Would you filter the listing below so that only lines with the word "nobody" remain?
================
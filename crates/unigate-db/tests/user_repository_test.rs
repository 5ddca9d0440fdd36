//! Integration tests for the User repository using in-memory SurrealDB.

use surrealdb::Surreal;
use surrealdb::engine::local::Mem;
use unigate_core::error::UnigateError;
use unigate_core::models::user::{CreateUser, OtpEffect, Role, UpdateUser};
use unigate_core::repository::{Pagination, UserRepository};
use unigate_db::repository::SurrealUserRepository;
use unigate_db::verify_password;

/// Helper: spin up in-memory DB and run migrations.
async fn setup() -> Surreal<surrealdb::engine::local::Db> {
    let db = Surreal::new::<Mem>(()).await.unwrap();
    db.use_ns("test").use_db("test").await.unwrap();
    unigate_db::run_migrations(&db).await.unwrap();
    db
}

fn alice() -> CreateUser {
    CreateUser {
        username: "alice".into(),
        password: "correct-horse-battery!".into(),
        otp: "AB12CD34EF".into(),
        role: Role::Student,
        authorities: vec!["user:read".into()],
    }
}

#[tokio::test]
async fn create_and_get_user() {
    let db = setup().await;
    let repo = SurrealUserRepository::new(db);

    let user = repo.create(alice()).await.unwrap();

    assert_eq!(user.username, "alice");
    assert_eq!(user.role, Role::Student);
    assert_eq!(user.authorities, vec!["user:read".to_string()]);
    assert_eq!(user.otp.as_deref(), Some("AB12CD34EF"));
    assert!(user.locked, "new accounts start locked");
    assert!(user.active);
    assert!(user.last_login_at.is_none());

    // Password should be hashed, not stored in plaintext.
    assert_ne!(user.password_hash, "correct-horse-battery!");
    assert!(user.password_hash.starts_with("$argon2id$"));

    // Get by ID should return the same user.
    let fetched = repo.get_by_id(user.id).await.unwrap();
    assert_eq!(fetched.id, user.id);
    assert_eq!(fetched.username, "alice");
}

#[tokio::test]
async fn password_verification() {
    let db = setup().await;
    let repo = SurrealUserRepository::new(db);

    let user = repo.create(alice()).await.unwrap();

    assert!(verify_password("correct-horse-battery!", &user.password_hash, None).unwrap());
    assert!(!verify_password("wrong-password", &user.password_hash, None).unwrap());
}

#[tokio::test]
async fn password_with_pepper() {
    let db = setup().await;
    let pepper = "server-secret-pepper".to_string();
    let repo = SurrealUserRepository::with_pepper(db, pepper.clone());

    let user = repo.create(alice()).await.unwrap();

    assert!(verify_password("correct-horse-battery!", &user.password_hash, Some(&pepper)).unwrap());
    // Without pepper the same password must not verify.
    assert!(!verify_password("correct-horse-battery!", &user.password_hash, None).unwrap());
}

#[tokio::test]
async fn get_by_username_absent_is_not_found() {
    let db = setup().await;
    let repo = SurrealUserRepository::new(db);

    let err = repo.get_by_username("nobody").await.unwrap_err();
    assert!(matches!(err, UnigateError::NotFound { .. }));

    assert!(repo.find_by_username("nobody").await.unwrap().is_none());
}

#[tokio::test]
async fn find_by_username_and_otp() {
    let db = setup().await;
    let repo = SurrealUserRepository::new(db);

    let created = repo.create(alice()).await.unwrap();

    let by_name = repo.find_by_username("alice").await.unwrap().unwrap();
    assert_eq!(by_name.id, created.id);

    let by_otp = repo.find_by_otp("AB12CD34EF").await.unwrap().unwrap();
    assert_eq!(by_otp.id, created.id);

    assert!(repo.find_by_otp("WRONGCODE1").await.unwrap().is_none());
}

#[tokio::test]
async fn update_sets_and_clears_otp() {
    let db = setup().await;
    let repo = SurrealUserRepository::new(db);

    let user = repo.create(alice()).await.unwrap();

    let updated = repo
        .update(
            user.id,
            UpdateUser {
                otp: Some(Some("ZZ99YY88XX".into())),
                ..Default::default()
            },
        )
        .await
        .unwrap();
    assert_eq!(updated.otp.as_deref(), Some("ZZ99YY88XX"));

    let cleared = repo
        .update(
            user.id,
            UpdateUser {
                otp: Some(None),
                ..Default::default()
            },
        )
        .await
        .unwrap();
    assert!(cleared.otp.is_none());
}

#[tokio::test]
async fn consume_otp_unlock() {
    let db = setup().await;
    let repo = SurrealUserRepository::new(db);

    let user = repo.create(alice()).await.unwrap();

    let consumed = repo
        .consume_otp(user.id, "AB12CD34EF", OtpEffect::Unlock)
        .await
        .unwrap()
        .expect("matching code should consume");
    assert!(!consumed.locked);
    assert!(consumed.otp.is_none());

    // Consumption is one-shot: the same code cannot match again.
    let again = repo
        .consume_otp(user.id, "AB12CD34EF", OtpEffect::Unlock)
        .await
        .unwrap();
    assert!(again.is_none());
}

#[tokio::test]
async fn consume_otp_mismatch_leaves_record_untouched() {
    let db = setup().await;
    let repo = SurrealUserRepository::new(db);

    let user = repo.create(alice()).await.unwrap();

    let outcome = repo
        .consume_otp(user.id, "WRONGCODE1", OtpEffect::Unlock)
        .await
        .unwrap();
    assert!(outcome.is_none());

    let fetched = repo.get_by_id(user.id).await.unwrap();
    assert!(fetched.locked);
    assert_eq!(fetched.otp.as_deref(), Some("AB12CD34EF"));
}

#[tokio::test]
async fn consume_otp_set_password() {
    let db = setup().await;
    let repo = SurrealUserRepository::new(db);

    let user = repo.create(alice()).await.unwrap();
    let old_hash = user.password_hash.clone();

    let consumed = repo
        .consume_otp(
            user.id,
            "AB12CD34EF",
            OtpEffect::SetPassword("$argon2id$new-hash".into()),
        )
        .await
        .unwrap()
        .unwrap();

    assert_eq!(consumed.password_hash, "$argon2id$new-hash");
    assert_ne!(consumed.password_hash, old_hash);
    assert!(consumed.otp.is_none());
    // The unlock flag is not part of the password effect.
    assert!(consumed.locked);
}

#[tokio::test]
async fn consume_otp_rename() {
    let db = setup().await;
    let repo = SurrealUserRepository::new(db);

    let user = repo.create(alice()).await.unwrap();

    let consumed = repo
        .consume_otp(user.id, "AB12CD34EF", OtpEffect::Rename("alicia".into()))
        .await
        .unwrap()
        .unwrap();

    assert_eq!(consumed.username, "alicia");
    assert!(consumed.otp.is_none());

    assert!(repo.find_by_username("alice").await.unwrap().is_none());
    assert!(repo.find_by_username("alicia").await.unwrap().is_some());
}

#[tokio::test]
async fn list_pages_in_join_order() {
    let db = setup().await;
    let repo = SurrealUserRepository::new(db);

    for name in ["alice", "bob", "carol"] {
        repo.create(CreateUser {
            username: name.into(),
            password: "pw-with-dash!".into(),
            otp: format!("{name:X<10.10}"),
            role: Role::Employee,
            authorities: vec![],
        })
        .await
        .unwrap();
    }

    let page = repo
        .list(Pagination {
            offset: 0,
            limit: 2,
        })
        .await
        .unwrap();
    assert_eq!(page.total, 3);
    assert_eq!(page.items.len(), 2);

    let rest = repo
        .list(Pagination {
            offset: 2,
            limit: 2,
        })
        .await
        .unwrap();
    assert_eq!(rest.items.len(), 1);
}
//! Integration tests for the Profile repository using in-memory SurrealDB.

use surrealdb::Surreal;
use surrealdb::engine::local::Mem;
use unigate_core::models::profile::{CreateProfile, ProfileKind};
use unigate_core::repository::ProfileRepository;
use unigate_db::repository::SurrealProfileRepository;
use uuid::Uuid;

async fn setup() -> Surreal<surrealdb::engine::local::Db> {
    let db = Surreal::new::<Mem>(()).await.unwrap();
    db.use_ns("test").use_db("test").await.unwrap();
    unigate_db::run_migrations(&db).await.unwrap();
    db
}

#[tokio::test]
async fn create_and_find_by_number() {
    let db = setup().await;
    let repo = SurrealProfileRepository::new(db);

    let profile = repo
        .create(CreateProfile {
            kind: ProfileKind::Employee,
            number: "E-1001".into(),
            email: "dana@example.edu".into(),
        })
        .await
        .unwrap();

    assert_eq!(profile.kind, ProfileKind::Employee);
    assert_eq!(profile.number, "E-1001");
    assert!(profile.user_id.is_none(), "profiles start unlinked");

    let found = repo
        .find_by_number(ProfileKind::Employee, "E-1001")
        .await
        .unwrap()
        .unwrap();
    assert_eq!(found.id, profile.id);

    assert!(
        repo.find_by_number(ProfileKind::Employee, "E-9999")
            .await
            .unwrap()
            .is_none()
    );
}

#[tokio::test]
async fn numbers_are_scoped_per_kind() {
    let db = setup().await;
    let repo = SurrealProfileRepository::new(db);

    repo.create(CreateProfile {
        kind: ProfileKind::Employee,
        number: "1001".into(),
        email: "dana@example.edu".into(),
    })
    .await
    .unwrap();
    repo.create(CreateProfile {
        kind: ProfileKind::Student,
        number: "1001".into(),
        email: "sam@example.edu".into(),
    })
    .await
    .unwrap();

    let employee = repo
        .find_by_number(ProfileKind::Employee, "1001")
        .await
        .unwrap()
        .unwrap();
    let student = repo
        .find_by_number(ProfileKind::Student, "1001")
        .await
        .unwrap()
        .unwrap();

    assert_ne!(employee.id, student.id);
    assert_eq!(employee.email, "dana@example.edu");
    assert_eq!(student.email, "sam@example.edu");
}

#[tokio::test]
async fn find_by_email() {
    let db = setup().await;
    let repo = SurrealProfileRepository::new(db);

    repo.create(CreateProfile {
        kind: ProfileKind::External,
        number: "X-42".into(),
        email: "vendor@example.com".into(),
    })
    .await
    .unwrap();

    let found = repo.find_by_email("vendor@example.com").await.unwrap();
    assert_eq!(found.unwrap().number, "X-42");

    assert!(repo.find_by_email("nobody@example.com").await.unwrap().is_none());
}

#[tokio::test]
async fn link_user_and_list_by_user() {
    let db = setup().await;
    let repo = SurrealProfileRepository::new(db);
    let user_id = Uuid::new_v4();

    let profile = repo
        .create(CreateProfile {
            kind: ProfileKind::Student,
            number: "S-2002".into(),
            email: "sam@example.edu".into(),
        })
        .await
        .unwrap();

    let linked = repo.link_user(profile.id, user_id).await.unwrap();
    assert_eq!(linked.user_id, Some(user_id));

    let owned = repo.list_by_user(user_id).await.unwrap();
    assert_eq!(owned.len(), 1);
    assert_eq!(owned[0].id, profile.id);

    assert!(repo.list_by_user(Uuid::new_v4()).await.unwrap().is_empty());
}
================
> [WRITTEN SOLUTION]:
    let err = repo.get_by_username("nobody").await.unwrap_err();
    assert!(repo.find_by_username("nobody").await.unwrap().is_none());
    assert!(repo.find_by_email("nobody@example.com").await.unwrap().is_none());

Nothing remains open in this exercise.